Although Processa has a pipeline of 5 drugs, 3 of which have FDA Orphan Designation, we are only developing 2 for the treatment of an orphan indication. PCS499 is being developed for the treatment of the serious orphan indication, ulcerative Necrobiosis Lipoidica (“uNL”), and PCS3117 is being developed for the treatment of pancreatic cancer.

PCS499 is currently in Phase 2B trial given that some efficacy has already been demonstrated in a proof-of-concept Phase 2A trial. The enrollment of the interim analysis cohort within the Phase 2B trial should be completed over the next few months with the analysis of this interim cohort of patients occurring in the 1H of 2023. The study is expected to complete enrollment by the end of 2022. Currently, there are no FDA approved drugs for uNL or NL and the drugs used off-label do not provide adequate treatment benefits while having adverse events profiles that minimize their use.

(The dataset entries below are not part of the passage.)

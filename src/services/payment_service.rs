use chrono::Utc;
use uuid::Uuid;
use validator::Validate;

use crate::error::{AppError, AppResult};
use crate::models::{Payment, PaymentRequest, PaymentStatus};
use crate::store::Store;

/// Журнал платежей: одна запись на арендатора и расчётный месяц.
/// Повторы (tenant_id, month, year) не отсекаются, это забота вызывающей стороны.
pub struct PaymentService;

impl PaymentService {
    pub async fn create(store: &dyn Store, request: PaymentRequest) -> AppResult<Payment> {
        request.validate()?;

        let payment = Payment::from_request(request);
        store.insert_payment(&payment).await?;

        Ok(payment)
    }

    pub async fn get(store: &dyn Store, id: Uuid) -> AppResult<Payment> {
        store
            .get_payment(id)
            .await?
            .ok_or_else(|| AppError::NotFound("Payment not found".to_string()))
    }

    pub async fn list(store: &dyn Store) -> AppResult<Vec<Payment>> {
        store.list_payments().await
    }

    /// Пустой список, если у арендатора нет платежей
    pub async fn list_by_tenant(store: &dyn Store, tenant_id: Uuid) -> AppResult<Vec<Payment>> {
        store.list_payments_by_tenant(tenant_id).await
    }

    /// Полная замена изменяемых полей. `months_paid` не затрагивается,
    /// даже если статус меняется на `paid`.
    pub async fn update(store: &dyn Store, id: Uuid, request: PaymentRequest) -> AppResult<Payment> {
        request.validate()?;

        let mut payment = Self::get(store, id).await?;
        payment.apply(request);

        if !store.update_payment(&payment).await? {
            return Err(AppError::NotFound("Payment not found".to_string()));
        }
        Ok(payment)
    }

    /// Отметка об оплате.
    ///
    /// Два отдельных атомарных шага: запись платежа (`paid` + сегодняшняя дата),
    /// затем `months_paid += 1` у арендатора. Если второй шаг завершился ошибкой
    /// хранилища, платёж возвращается в прежнее состояние.
    /// Если арендатора уже нет, платёж остаётся оплаченным, счётчик не меняется.
    ///
    /// Повторный вызов для уже оплаченного платежа снова увеличивает счётчик.
    pub async fn mark_paid(store: &dyn Store, id: Uuid) -> AppResult<Payment> {
        let previous = Self::get(store, id).await?;

        let mut payment = previous.clone();
        payment.status = PaymentStatus::Paid;
        payment.paid_date = Some(Utc::now().date_naive());

        if !store.update_payment(&payment).await? {
            return Err(AppError::NotFound("Payment not found".to_string()));
        }

        match store.increment_months_paid(payment.tenant_id).await {
            Ok(true) => {
                tracing::info!(
                    "Payment {} settled for tenant {} ({}/{})",
                    payment.id,
                    payment.tenant_id,
                    payment.month,
                    payment.year
                );
            }
            Ok(false) => {
                tracing::warn!(
                    "Payment {} settled but tenant {} no longer exists",
                    payment.id,
                    payment.tenant_id
                );
            }
            Err(e) => {
                tracing::error!("Failed to count settlement of payment {}: {}", payment.id, e);
                if let Err(rollback) = store.update_payment(&previous).await {
                    tracing::error!("Failed to roll back payment {}: {}", payment.id, rollback);
                }
                return Err(e);
            }
        }

        Ok(payment)
    }

    /// Удаление не уменьшает `months_paid` арендатора
    pub async fn delete(store: &dyn Store, id: Uuid) -> AppResult<()> {
        if !store.delete_payment(id).await? {
            return Err(AppError::NotFound("Payment not found".to_string()));
        }
        Ok(())
    }
}

#[cfg(test)]
mod tests {
    use super::*;
    use crate::services::test_support::{payment_request, property_request, tenant_request};
    use crate::services::{PropertyService, TenantService};
    use crate::store::MemoryStore;
    use rust_decimal::Decimal;

    async fn setup(store: &MemoryStore) -> (Uuid, Uuid) {
        let property = PropertyService::create(store, property_request(1200)).await.unwrap();
        let tenant = TenantService::create(store, tenant_request(Some(property.id), None))
            .await
            .unwrap();
        (tenant.id, property.id)
    }

    #[tokio::test]
    async fn test_create_defaults_to_pending() {
        let store = MemoryStore::new();
        let (tenant_id, property_id) = setup(&store).await;

        let payment = PaymentService::create(&store, payment_request(tenant_id, property_id, 6, 2024, 1200))
            .await
            .unwrap();

        assert_eq!(payment.status, PaymentStatus::Pending);
        assert_eq!(payment.paid_date, None);
        assert_eq!(payment.amount, Decimal::from(1200));
    }

    #[tokio::test]
    async fn test_create_rejects_invalid_month() {
        let store = MemoryStore::new();
        let mut request = payment_request(Uuid::new_v4(), Uuid::new_v4(), 6, 2024, 100);
        request.month = 13;

        let err = PaymentService::create(&store, request).await.unwrap_err();
        assert!(matches!(err, AppError::Validation(_)));
    }

    #[tokio::test]
    async fn test_duplicate_period_is_accepted() {
        let store = MemoryStore::new();
        let (tenant_id, property_id) = setup(&store).await;

        PaymentService::create(&store, payment_request(tenant_id, property_id, 3, 2024, 100))
            .await
            .unwrap();
        PaymentService::create(&store, payment_request(tenant_id, property_id, 3, 2024, 100))
            .await
            .unwrap();

        assert_eq!(PaymentService::list_by_tenant(&store, tenant_id).await.unwrap().len(), 2);
    }

    #[tokio::test]
    async fn test_mark_paid_sets_date_and_counts_month() {
        let store = MemoryStore::new();
        let (tenant_id, property_id) = setup(&store).await;
        let payment = PaymentService::create(&store, payment_request(tenant_id, property_id, 6, 2024, 1200))
            .await
            .unwrap();

        let paid = PaymentService::mark_paid(&store, payment.id).await.unwrap();

        assert_eq!(paid.status, PaymentStatus::Paid);
        assert_eq!(paid.paid_date, Some(Utc::now().date_naive()));
        assert_eq!(PaymentService::get(&store, payment.id).await.unwrap(), paid);
        assert_eq!(TenantService::get(&store, tenant_id).await.unwrap().months_paid, 1);
    }

    #[tokio::test]
    async fn test_mark_paid_twice_counts_twice() {
        // Повторная отметка идемпотентна по статусу, но счётчик растёт снова
        let store = MemoryStore::new();
        let (tenant_id, property_id) = setup(&store).await;
        let payment = PaymentService::create(&store, payment_request(tenant_id, property_id, 6, 2024, 1200))
            .await
            .unwrap();

        PaymentService::mark_paid(&store, payment.id).await.unwrap();
        let again = PaymentService::mark_paid(&store, payment.id).await.unwrap();

        assert_eq!(again.status, PaymentStatus::Paid);
        assert_eq!(TenantService::get(&store, tenant_id).await.unwrap().months_paid, 2);
    }

    #[tokio::test]
    async fn test_mark_paid_missing_payment() {
        let store = MemoryStore::new();
        let err = PaymentService::mark_paid(&store, Uuid::new_v4()).await.unwrap_err();
        assert!(matches!(err, AppError::NotFound(msg) if msg == "Payment not found"));
    }

    #[tokio::test]
    async fn test_mark_paid_with_deleted_tenant_keeps_payment_paid() {
        let store = MemoryStore::new();
        let (tenant_id, property_id) = setup(&store).await;
        let payment = PaymentService::create(&store, payment_request(tenant_id, property_id, 1, 2025, 800))
            .await
            .unwrap();
        TenantService::delete(&store, tenant_id).await.unwrap();

        let paid = PaymentService::mark_paid(&store, payment.id).await.unwrap();
        assert_eq!(paid.status, PaymentStatus::Paid);
    }

    #[tokio::test]
    async fn test_delete_does_not_reverse_months_paid() {
        let store = MemoryStore::new();
        let (tenant_id, property_id) = setup(&store).await;
        let payment = PaymentService::create(&store, payment_request(tenant_id, property_id, 6, 2024, 1200))
            .await
            .unwrap();
        PaymentService::mark_paid(&store, payment.id).await.unwrap();

        PaymentService::delete(&store, payment.id).await.unwrap();

        assert!(PaymentService::list_by_tenant(&store, tenant_id).await.unwrap().is_empty());
        assert_eq!(TenantService::get(&store, tenant_id).await.unwrap().months_paid, 1);
        assert!(matches!(
            PaymentService::delete(&store, payment.id).await,
            Err(AppError::NotFound(_))
        ));
    }

    #[tokio::test]
    async fn test_update_replaces_fields_without_counting() {
        let store = MemoryStore::new();
        let (tenant_id, property_id) = setup(&store).await;
        let payment = PaymentService::create(&store, payment_request(tenant_id, property_id, 6, 2024, 1200))
            .await
            .unwrap();

        let mut request = payment_request(tenant_id, property_id, 7, 2024, 1300);
        request.status = PaymentStatus::Overdue;
        let updated = PaymentService::update(&store, payment.id, request).await.unwrap();

        assert_eq!(updated.id, payment.id);
        assert_eq!(updated.month, 7);
        assert_eq!(updated.amount, Decimal::from(1300));
        assert_eq!(updated.status, PaymentStatus::Overdue);
        assert_eq!(TenantService::get(&store, tenant_id).await.unwrap().months_paid, 0);
    }

    #[tokio::test]
    async fn test_list_by_tenant_without_payments_is_empty() {
        let store = MemoryStore::new();
        let payments = PaymentService::list_by_tenant(&store, Uuid::new_v4()).await.unwrap();
        assert!(payments.is_empty());
    }

    #[tokio::test]
    async fn test_mark_paid_rolls_back_when_counter_update_fails() {
        let store = MemoryStore::new();
        let (tenant_id, property_id) = setup(&store).await;
        let payment = PaymentService::create(&store, payment_request(tenant_id, property_id, 6, 2024, 1200))
            .await
            .unwrap();

        store.fail_months_paid_increments();
        let result = PaymentService::mark_paid(&store, payment.id).await;
        assert!(matches!(result, Err(AppError::Internal(_))));

        let stored = PaymentService::get(&store, payment.id).await.unwrap();
        assert_eq!(stored.status, PaymentStatus::Pending);
        assert_eq!(stored.paid_date, None);
        assert_eq!(stored, payment);
        assert_eq!(TenantService::get(&store, tenant_id).await.unwrap().months_paid, 0);
    }
}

PCS3117 has an IND in pancreatic cancer and Phase 2A data demonstrating efficacy in various targeted pancreatic cancer patients (e.g., treatment naïve patients and patients who are refractory to existing therapy). Processa is presently designing the potential development programs and will determine which has the greatest chance of FDA approval after meeting with the FDA at the end of 2022. Positioning PCS3117 as 1st, 2nd or 3rd line therapy will not only be important for approval but also for commercialization.

About Processa Pharmaceuticals, Inc.

The mission of Processa is to develop products with existing clinical evidence of efficacy for patients with unmet or underserved medical conditions who need treatment options that improve survival and/or quality of life. The Company uses these criteria for selection to further develop its pipeline programs to achieve high-value milestones effectively and efficiently. Active clinical pipeline programs include: PCS6422 (metastatic colorectal cancer and breast cancer), PCS499 (ulcerative necrobiosis lipoidica) and PCS12852 (GI motility/gastroparesis). The members of the Processa development team have been involved with more than 30 drug approvals by the FDA (including drug products targeted to orphan disease conditions) and more than 100 FDA meetings throughout their careers. For more information, visit the company’s website at www.processapharma.com.

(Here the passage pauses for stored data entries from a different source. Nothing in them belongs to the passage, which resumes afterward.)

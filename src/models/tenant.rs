use chrono::{DateTime, NaiveDate, Utc};
use rust_decimal::Decimal;
use serde::{Deserialize, Serialize};
use sqlx::FromRow;
use utoipa::ToSchema;
use uuid::Uuid;
use validator::Validate;

use crate::utils::validators::validate_phone_field;

#[derive(Debug, Clone, Serialize, Deserialize, FromRow, PartialEq, ToSchema)]
pub struct Tenant {
    pub id: Uuid,
    pub name: String,
    pub phone: String,
    pub email: Option<String>,
    pub property_id: Option<Uuid>,
    pub unit_id: Option<Uuid>,
    pub start_date: Option<NaiveDate>,
    pub end_date: Option<NaiveDate>,
    pub monthly_rent: Option<Decimal>,
    pub deposit_amount: Option<Decimal>,
    /// Растёт только при отметке платежа как оплаченного
    #[serde(default)]
    pub months_paid: i32,
    pub created_at: DateTime<Utc>,
}

#[derive(Debug, Clone, Deserialize, Validate, ToSchema)]
pub struct TenantRequest {
    #[validate(length(min = 1, message = "name is required"))]
    pub name: String,
    #[validate(custom(function = "validate_phone_field"))]
    pub phone: String,
    #[validate(email)]
    pub email: Option<String>,
    pub property_id: Option<Uuid>,
    pub unit_id: Option<Uuid>,
    pub start_date: Option<NaiveDate>,
    pub end_date: Option<NaiveDate>,
    pub monthly_rent: Option<Decimal>,
    pub deposit_amount: Option<Decimal>,
}

impl Tenant {
    pub fn from_request(request: TenantRequest) -> Self {
        Self {
            id: Uuid::new_v4(),
            name: request.name,
            phone: request.phone,
            email: request.email,
            property_id: request.property_id,
            unit_id: request.unit_id,
            start_date: request.start_date,
            end_date: request.end_date,
            monthly_rent: request.monthly_rent,
            deposit_amount: request.deposit_amount,
            months_paid: 0,
            created_at: Utc::now(),
        }
    }

    /// Полная замена изменяемых полей; счётчик оплаченных месяцев сохраняется.
    pub fn apply(&mut self, request: TenantRequest) {
        self.name = request.name;
        self.phone = request.phone;
        self.email = request.email;
        self.property_id = request.property_id;
        self.unit_id = request.unit_id;
        self.start_date = request.start_date;
        self.end_date = request.end_date;
        self.monthly_rent = request.monthly_rent;
        self.deposit_amount = request.deposit_amount;
    }
}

Forward-Looking Statements

This release contains forward-looking statements. The statements in this press release that are not purely historical are forward-looking statements which involve risks and uncertainties. Actual future performance outcomes and results may differ materially from those expressed in forward-looking statements. Please refer to the documents filed by Processa Pharmaceuticals with the SEC, specifically the most recent reports on Forms 10-K and 10-Q, which identify important risk factors which could cause actual results to differ from those contained in the forward-looking statements.

For More Information:
Michael Floyd
mfloyd@processapharma.com
301-651-4256

Patrick Lin
925-683-3218
plin@processapharma.com


FAQ

What will Processa Pharmaceuticals present at the World Orphan Drug Congress USA 2022?

Processa Pharmaceuticals will present on 'Thinking Regulatory First - Considerations for the Effective Development of Rare Disease Therapies' on July 13, 2022.

What is the trial status of PCS499?

PCS499 is currently in Phase 2B trials, with enrollment expected to complete by the end of 2022.

What diseases are PCS499 and PCS3117 targeting?

PCS499 targets ulcerative necrobiosis lipoidica and PCS3117 is focused on pancreatic cancer.

When will the interim analysis for PCS499 occur?

The interim analysis of the Phase 2B trial for PCS499 is expected in the first half of 2023.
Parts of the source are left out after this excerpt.